[Opening Records shown section]
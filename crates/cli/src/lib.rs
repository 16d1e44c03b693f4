//! `filevault` command shell: turns text lines into ledger operations and
//! renders the outcome as text.

pub mod command;
pub mod config;
pub mod dispatcher;
pub mod messages;
pub mod shell;

pub use command::ShellCommand;
pub use config::ShellConfig;
pub use dispatcher::{DispatchError, Reply, dispatch_line};
pub use shell::Shell;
[Closing Records shown section]
Task directions: Copy the whole of the data above exactly.

Answer area:
filename crates/cli/src/lib.rs
repository 16d1e44c03b693f4
//! `filevault` command shell: turns text lines into ledger operations and
//! renders the outcome as text.

pub mod command;
pub mod config;
pub mod dispatcher;
pub mod messages;
pub mod shell;

pub use command::ShellCommand;
pub use config::ShellConfig;
pub use dispatcher::{DispatchError, Reply, dispatch_line};
pub use shell::Shell;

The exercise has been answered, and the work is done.